The greatest benefit of colonoscopy is removing polyps that are discovered during screening and by so doing, significantly decreasing the risk for later cancer development.
Converting a screening procedure that is fully covered by insurance with no cost-sharing, to one that does require cost-sharing by the patient after a polyp is found, is both a barrier to screening and inconsistent with the goal of the preventive services provision. The patient who has a polyp removed is the one who benefits the most from the exam and imposing a financial “penalty” could deter the patient from getting screened.
Right on.
But Regence BlueCross BlueShield of Oregon is even worse than this. I told the clinic's billing person that I wouldn't mind paying whatever extra a "polyp-removal colonoscopy" costs versus a "non-polyp-removal colonoscopy." It couldn't be much, since snipping off a polyp is a small addition to the whole colonoscopy experience.

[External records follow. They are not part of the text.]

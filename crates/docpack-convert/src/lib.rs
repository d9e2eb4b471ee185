//! # Docpack Convert
//!
//! Format converters for the `docpack` bundling tool and the plan that
//! dispatches them.
//!
//! Three conversion paths exist, matching what each format needs:
//!
//! - **HTML, ODT, EPUB** go through the general conversion engine
//!   ([`PandocEngine`], an external `pandoc` binary).
//! - **PDF** goes through a visual-fidelity rendering integration
//!   ([`SofficeEngine`], headless LibreOffice), because general document
//!   converters render DOCX→PDF poorly.
//! - **TXT** is a structural export ([`text`]): the DOCX container is read
//!   directly and paragraph text is written with blank-line spacing. No
//!   external engine is involved.
//!
//! [`ConversionPlan`] holds the fixed ordered list of converters and runs
//! them strictly sequentially, recording per-format outcomes instead of
//! aborting on the first failure.

pub mod pandoc;
pub mod pdf;
pub mod plan;
pub mod text;
pub mod traits;

pub use pandoc::{PandocConverter, PandocEngine};
pub use pdf::{PdfConverter, SofficeEngine};
pub use plan::{ConversionPlan, FormatOutcome, PlanReport};
pub use text::TextExporter;
pub use traits::FormatConverter;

So if Regence said I'd have to do some cost-sharing -- 10% or whatever -- because a polyp was removed during the screening procedure, that'd be fine with me. To refuse to pay anything for a preventive colonoscopy, that's unacceptable.
I'll be complaining to Regence, elected officials, Governor Kitzhaber (a physician), the state Insurance Commission, and anyone else I can think of who could help change this stupid insurance company policy. I don't begrudge insurers an honest return, but gouging policy-holders and risking lives in the name of Almighty Profit is outrageous.